Você tem dito que o Brasil possui, hoje, uma “uma topografia política complexa”. Quais aspectos compõem essa complexidade?

A topografia política do Brasil é complexa porque apresenta vários acidentes, seguindo nessa analogia topográfica. O primeiro deles é que as instituições têm um formato diferente e, sobretudo, sustentam um relacionamento distinto entre si. Houve um fortalecimento do Judiciário, como ficou evidenciado durante as eleições, assim como do Legislativo, que se expressa no debate sobre o orçamento secreto. Ao mesmo tempo, houve um enfraquecimento do Poder Executivo, além da autonomia que o Banco Central (Bacen) ganhou, transferindo independência para o presidente [do banco] quanto à equipe econômica do governo e toda a gestão das políticas monetária e cambial do País. Além destas questões institucionais, há o aspecto social. A população está altamente conectada à internet, há uma multipolaridade de grupos de interesse atuando como instrumentos de pressão política – muito diferente do que existia décadas atrás – e o próprio mercado financeiro passou a ter maior participação de pessoas. Até alguns anos atrás, tínhamos cerca de 500 mil CPFs nesse ambiente e, hoje, são quase 4 milhões; sem contar as fintechs, mais de 300, promovendo um intenso processo de bancarização. Tudo isso transformou o Brasil de maneira profunda, tanto em termos de sociedade quanto de vida política.

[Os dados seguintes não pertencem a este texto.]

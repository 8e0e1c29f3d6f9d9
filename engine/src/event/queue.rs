//! # Event Queue
//!
//! Time-ordered queue with stable FIFO ordering among co-time events and
//! `O(log n)` delete-by-handle. Events live in a slab arena; the ordered map
//! only stores arena keys, so a handle stays valid until its event fires or
//! is deleted, and a stale handle can never reach a recycled slot thanks to
//! the generation counter.

use std::collections::{BTreeMap, VecDeque};

use slab::Slab;

use super::Event;
use crate::error::ProtocolError;
use crate::time::SimTime;

/// Stable reference to a scheduled event.
///
/// Handles are the only way tasks refer to their pending events
/// (`next_event`, `strict_end_event`); the queue is the single owner.
#[derive(Debug, Clone, Copy, PartialEq, Eq, Hash)]
pub struct EventHandle {
    slot: usize,
    generation: u64,
}

struct ArenaEntry {
    generation: u64,
    event: Event,
}

/// Co-time events collapse to a scalar when only one remains.
enum Slot {
    Single(usize),
    Bucket(VecDeque<usize>),
}

/// The time-ordered event queue.
pub struct EventQueue {
    arena: Slab<ArenaEntry>,
    by_time: BTreeMap<SimTime, Slot>,
    next_generation: u64,
    /// Time of the most recently popped event; inserts behind it are
    /// protocol violations.
    floor: SimTime,
}

impl EventQueue {
    /// Create an empty queue.
    pub fn new() -> Self {
        Self {
            arena: Slab::new(),
            by_time: BTreeMap::new(),
            next_generation: 0,
            floor: 0,
        }
    }

    /// Number of pending events.
    pub fn len(&self) -> usize {
        self.arena.len()
    }

    /// Whether no events are pending.
    pub fn is_empty(&self) -> bool {
        self.arena.is_empty()
    }

    /// Schedule an event. Co-time events keep insertion order.
    pub fn insert(&mut self, event: Event) -> Result<EventHandle, ProtocolError> {
        if event.time < self.floor {
            return Err(ProtocolError::EventInPast {
                time: event.time,
                now: self.floor,
            });
        }
        let generation = self.next_generation;
        self.next_generation += 1;
        let slot = self.arena.insert(ArenaEntry { generation, event });

        match self.by_time.entry(event.time) {
            std::collections::btree_map::Entry::Vacant(e) => {
                e.insert(Slot::Single(slot));
            }
            std::collections::btree_map::Entry::Occupied(mut e) => match e.get_mut() {
                Slot::Single(first) => {
                    let first = *first;
                    *e.get_mut() = Slot::Bucket(VecDeque::from([first, slot]));
                }
                Slot::Bucket(bucket) => bucket.push_back(slot),
            },
        }
        Ok(EventHandle { slot, generation })
    }

    /// Remove and return the earliest-time, earliest-inserted event.
    pub fn pop_next(&mut self) -> Option<Event> {
        let mut entry = self.by_time.first_entry()?;
        let slot = match entry.get_mut() {
            Slot::Single(slot) => {
                let slot = *slot;
                entry.remove();
                slot
            }
            Slot::Bucket(bucket) => {
                let slot = bucket.pop_front().expect("bucket never empty");
                if bucket.len() == 1 {
                    let last = bucket[0];
                    *entry.get_mut() = Slot::Single(last);
                }
                slot
            }
        };
        let event = self.arena.remove(slot).event;
        self.floor = event.time;
        Some(event)
    }

    /// The earliest pending event, without removal.
    pub fn peek_next(&self) -> Option<&Event> {
        let (_, slot) = self.by_time.first_key_value()?;
        let key = match slot {
            Slot::Single(k) => *k,
            Slot::Bucket(bucket) => *bucket.front().expect("bucket never empty"),
        };
        Some(&self.arena[key].event)
    }

    /// Look up a pending event by handle.
    pub fn get(&self, handle: EventHandle) -> Option<&Event> {
        self.arena
            .get(handle.slot)
            .filter(|entry| entry.generation == handle.generation)
            .map(|entry| &entry.event)
    }

    /// Whether a handle still refers to a pending event.
    pub fn contains(&self, handle: EventHandle) -> bool {
        self.get(handle).is_some()
    }

    /// Cancel by handle. Returns the event, or `None` when the handle is
    /// stale (already fired or deleted) - cancellation is idempotent.
    pub fn delete(&mut self, handle: EventHandle) -> Option<Event> {
        let time = self.get(handle)?.time;
        let entry = self
            .by_time
            .get_mut(&time)
            .expect("pending event must have a time slot");
        match entry {
            Slot::Single(_) => {
                self.by_time.remove(&time);
            }
            Slot::Bucket(bucket) => {
                let pos = bucket
                    .iter()
                    .position(|&k| k == handle.slot)
                    .expect("pending event must be in its bucket");
                bucket.remove(pos);
                if bucket.len() == 1 {
                    let last = bucket[0];
                    *entry = Slot::Single(last);
                }
            }
        }
        Some(self.arena.remove(handle.slot).event)
    }

    /// Drop all pending events and reset the clock floor.
    pub fn clear(&mut self) {
        self.arena.clear();
        self.by_time.clear();
        self.floor = 0;
    }
}

impl Default for EventQueue {
    fn default() -> Self {
        Self::new()
    }
}

impl std::fmt::Debug for EventQueue {
    fn fmt(&self, f: &mut std::fmt::Formatter<'_>) -> std::fmt::Result {
        f.debug_struct("EventQueue")
            .field("len", &self.len())
            .field("floor", &self.floor)
            .finish()
    }
}

#[cfg(test)]
mod tests {
    use super::*;
    use crate::event::EventKind;

    fn ev(time: SimTime) -> Event {
        Event {
            time,
            set_on: 0,
            kind: EventKind::Timer,
        }
    }

    #[test]
    fn test_time_order() {
        let mut q = EventQueue::new();
        q.insert(ev(30)).unwrap();
        q.insert(ev(10)).unwrap();
        q.insert(ev(20)).unwrap();
        assert_eq!(q.pop_next().unwrap().time, 10);
        assert_eq!(q.pop_next().unwrap().time, 20);
        assert_eq!(q.pop_next().unwrap().time, 30);
        assert!(q.pop_next().is_none());
    }

    #[test]
    fn test_cotime_fifo() {
        let mut q = EventQueue::new();
        let a = Event { time: 5, set_on: 0, kind: EventKind::SimStart };
        let b = Event { time: 5, set_on: 1, kind: EventKind::Timer };
        let c = Event { time: 5, set_on: 2, kind: EventKind::SimStop };
        q.insert(a).unwrap();
        q.insert(b).unwrap();
        q.insert(c).unwrap();
        assert_eq!(q.pop_next().unwrap().kind, EventKind::SimStart);
        assert_eq!(q.pop_next().unwrap().kind, EventKind::Timer);
        assert_eq!(q.pop_next().unwrap().kind, EventKind::SimStop);
    }

    #[test]
    fn test_delete_from_bucket() {
        let mut q = EventQueue::new();
        let _a = q.insert(Event { time: 5, set_on: 0, kind: EventKind::SimStart }).unwrap();
        let b = q.insert(Event { time: 5, set_on: 0, kind: EventKind::Timer }).unwrap();
        let _c = q.insert(Event { time: 5, set_on: 0, kind: EventKind::SimStop }).unwrap();
        assert_eq!(q.delete(b).unwrap().kind, EventKind::Timer);
        // Deleting again is a stale no-op.
        assert!(q.delete(b).is_none());
        assert_eq!(q.pop_next().unwrap().kind, EventKind::SimStart);
        assert_eq!(q.pop_next().unwrap().kind, EventKind::SimStop);
    }

    #[test]
    fn test_stale_after_pop() {
        let mut q = EventQueue::new();
        let h = q.insert(ev(1)).unwrap();
        q.pop_next().unwrap();
        assert!(!q.contains(h));
        assert!(q.delete(h).is_none());
    }

    #[test]
    fn test_rejects_past_insert() {
        let mut q = EventQueue::new();
        q.insert(ev(100)).unwrap();
        q.pop_next().unwrap();
        assert!(q.insert(ev(99)).is_err());
        assert!(q.insert(ev(100)).is_ok());
    }

    quickcheck::quickcheck! {
        fn prop_pop_monotonic(times: Vec<u32>) -> bool {
            let mut q = EventQueue::new();
            for &t in &times {
                q.insert(ev(t as SimTime)).unwrap();
            }
            let mut last = 0;
            while let Some(e) = q.pop_next() {
                if e.time < last {
                    return false;
                }
                last = e.time;
            }
            true
        }
    }
}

Pensando nesse fortalecimento do Judiciário, como ficará a relação do presidente eleito com o Supremo Tribunal Federal (STF)?

Provável que menos tensa. Primeiro, porque Jair Bolsonaro tensionou muito essa relação, fazendo com que o Judiciário reagisse. Segundo, porque, de alguma forma, o Judiciário se mostrou a favor de Lula durante a campanha eleitoral. Não quer dizer que houve conspiração para ele vencer a eleição, como foi levantado depois do resultado, mas não há dúvida de que havia uma simpatia à candidatura do PT em detrimento à de Bolsonaro – principalmente pelo histórico dos quatro anos de atrito, inclusive com palavras duras entre eles. Contudo, isso não significa também que o Judiciário deixará de ser ativo. Mesmo a tão chamada “judicialização da política” não será superada, porque é provocada, em grande parte, pelos agentes políticos – que vão continuar fazendo com que o STF tome decisões com impacto político. Isso é dizer, portanto, que o Brasil prosseguirá sendo um país quase tricameral: qualquer decisão relevante do Congresso terminará sendo revista também no STF.

Houve um evidente fortalecimento dos partidos de centro-direita no Congresso. Como será a relação destes com o governo Lula?

O Congresso tende a se organizar em torno de consensos. Por várias vezes, a oposição já terminou apoiando (ou, ao menos, não destruindo) decisões de governos anteriores, por exemplo. Basta lembrar que, em 2015, foi aprovado um programa econômico com o apoio dos opositores do governo, e, logo depois, os mesmos agentes promoveram o impeachment de Dilma Rousseff. O que é relevante é o diagnóstico de que o País é uma sociedade de consenso. No parlamento, isso significa dizer que não haverá situações de grande impasse, mas de negociações intensas. É um fato, por exemplo, que parte do Centrão vai apoiar o governo Lula, e não é difícil que a maioria acabe o apoiando. Tudo será negociado caso a caso, principalmente as agendas mais complexas. Contudo, haverá os oposicionistas ligados a Bolsonaro, cujo interesse é manter a agenda do agora ex-presidente, o que levará muitos deles a se manterem organizados como forma de sustentar a competitividade para as eleições de 2026.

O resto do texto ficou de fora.